[[ TASK DATA, beginning ]]

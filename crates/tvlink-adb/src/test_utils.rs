//! Test utilities for adb-driven code
//!
//! [`FakeRunner`] answers commands from scripted replies and records every
//! command it saw, so session logic can be exercised without a device.

use std::collections::VecDeque;
use std::sync::atomic::{AtomicUsize, Ordering};
use std::sync::{Arc, Mutex};
use std::time::Duration;

use crate::commands::{
    AdbCommand, FOCUSED_WINDOW_QUERY, POWER_STATE_QUERY, PRODUCT_INFO_QUERY,
};
use crate::runner::CommandRunner;
use crate::wol::WakeOnLan;
use tvlink_core::prelude::*;
use tvlink_core::MacAddress;

/// Scripted result for a matching command
#[derive(Debug, Clone, PartialEq, Eq)]
pub enum FakeReply {
    /// Succeeds with this stdout
    Ok(String),
    /// Exits non-zero with this diagnostic
    Fail(String),
    /// Exceeds the command timeout
    Timeout,
}

impl FakeReply {
    pub fn ok(output: impl Into<String>) -> Self {
        Self::Ok(output.into())
    }

    pub fn fail(message: impl Into<String>) -> Self {
        Self::Fail(message.into())
    }
}

#[derive(Debug, Default)]
struct Script {
    /// Sticky rules; the last matching rule wins
    rules: Vec<(String, FakeReply)>,
    /// One-shot replies, consumed in order before sticky rules are consulted
    queued: VecDeque<(String, FakeReply)>,
    history: Vec<AdbCommand>,
}

/// In-memory [`CommandRunner`]
///
/// Patterns match by substring against the command's display form, e.g.
/// `adb connect` or `input keyevent KEYCODE_SLEEP`. Unmatched commands fail.
/// Clones share the same script and history.
#[derive(Debug, Clone, Default)]
pub struct FakeRunner {
    script: Arc<Mutex<Script>>,
}

impl FakeRunner {
    pub fn new() -> Self {
        Self::default()
    }

    /// A runner scripted as a reachable TV: connect succeeds, screen on,
    /// the launcher focused, product info available
    pub fn reachable_tv() -> Self {
        Self::new()
            .on("adb devices", FakeReply::ok("List of devices attached\n"))
            .on("adb disconnect", FakeReply::ok("disconnected"))
            .on("adb connect", FakeReply::ok("connected"))
            .on(PRODUCT_INFO_QUERY, FakeReply::ok("55OLED806/12\nPhilips\nFZ1A2345678"))
            .on(POWER_STATE_QUERY, FakeReply::ok("true"))
            .on(
                FOCUSED_WINDOW_QUERY,
                FakeReply::ok(
                    "mFocusedApp=ActivityRecord{8b7b1ad u0 com.google.android.tvlauncher/.MainActivity t1}",
                ),
            )
            .on("input keyevent", FakeReply::ok(""))
    }

    /// Add a sticky rule, overriding earlier rules for the same commands
    pub fn on(self, pattern: impl Into<String>, reply: FakeReply) -> Self {
        self.set(pattern, reply);
        self
    }

    /// Add or replace a sticky rule on a shared runner
    pub fn set(&self, pattern: impl Into<String>, reply: FakeReply) {
        if let Ok(mut script) = self.script.lock() {
            script.rules.push((pattern.into(), reply));
        }
    }

    /// Queue a reply used once by the next matching command
    pub fn once(&self, pattern: impl Into<String>, reply: FakeReply) {
        if let Ok(mut script) = self.script.lock() {
            script.queued.push_back((pattern.into(), reply));
        }
    }

    /// Every command run so far, oldest first
    pub fn history(&self) -> Vec<AdbCommand> {
        self.script
            .lock()
            .map(|s| s.history.clone())
            .unwrap_or_default()
    }

    /// Number of recorded commands whose display form contains `pattern`
    pub fn count_matching(&self, pattern: &str) -> usize {
        self.history()
            .iter()
            .filter(|cmd| cmd.to_string().contains(pattern))
            .count()
    }

    pub fn clear_history(&self) {
        if let Ok(mut script) = self.script.lock() {
            script.history.clear();
        }
    }

    fn reply_for(&self, command: &AdbCommand) -> FakeReply {
        let description = command.to_string();
        let Ok(mut script) = self.script.lock() else {
            return FakeReply::fail("script poisoned");
        };
        script.history.push(command.clone());

        if let Some(pos) = script
            .queued
            .iter()
            .position(|(pattern, _)| description.contains(pattern.as_str()))
        {
            if let Some((_, reply)) = script.queued.remove(pos) {
                return reply;
            }
        }

        script
            .rules
            .iter()
            .rev()
            .find(|(pattern, _)| description.contains(pattern.as_str()))
            .map(|(_, reply)| reply.clone())
            .unwrap_or_else(|| FakeReply::fail(format!("no scripted reply for {}", description)))
    }
}

impl CommandRunner for FakeRunner {
    async fn run(&self, command: &AdbCommand, timeout: Duration) -> Result<String> {
        match self.reply_for(command) {
            FakeReply::Ok(output) => Ok(output.trim().to_string()),
            FakeReply::Fail(message) => Err(Error::command_exit(command.to_string(), Some(1), message)),
            FakeReply::Timeout => Err(Error::command_timeout(command.to_string(), timeout)),
        }
    }
}

/// In-memory [`WakeOnLan`] that counts packets
#[derive(Debug, Clone)]
pub struct FakeWakeOnLan {
    reply: bool,
    calls: Arc<AtomicUsize>,
}

impl FakeWakeOnLan {
    /// Packets are reported as sent
    pub fn working() -> Self {
        Self {
            reply: true,
            calls: Arc::new(AtomicUsize::new(0)),
        }
    }

    /// Packets are reported as not sent
    pub fn broken() -> Self {
        Self {
            reply: false,
            calls: Arc::new(AtomicUsize::new(0)),
        }
    }

    pub fn calls(&self) -> usize {
        self.calls.load(Ordering::SeqCst)
    }
}

impl WakeOnLan for FakeWakeOnLan {
    async fn send_magic_packet(&self, _mac: MacAddress) -> bool {
        self.calls.fetch_add(1, Ordering::SeqCst);
        self.reply
    }
}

[[ TASK DATA, end ]]

- _YOUR OBJECTIVE_:
Scan the entries above for the string "message", and copy every line where it turns up.

- _WORKED SOLUTION_:
    pub fn fail(message: impl Into<String>) -> Self {
        Self::Fail(message.into())
            FakeReply::Fail(message) => Err(Error::command_exit(command.to_string(), Some(1), message)),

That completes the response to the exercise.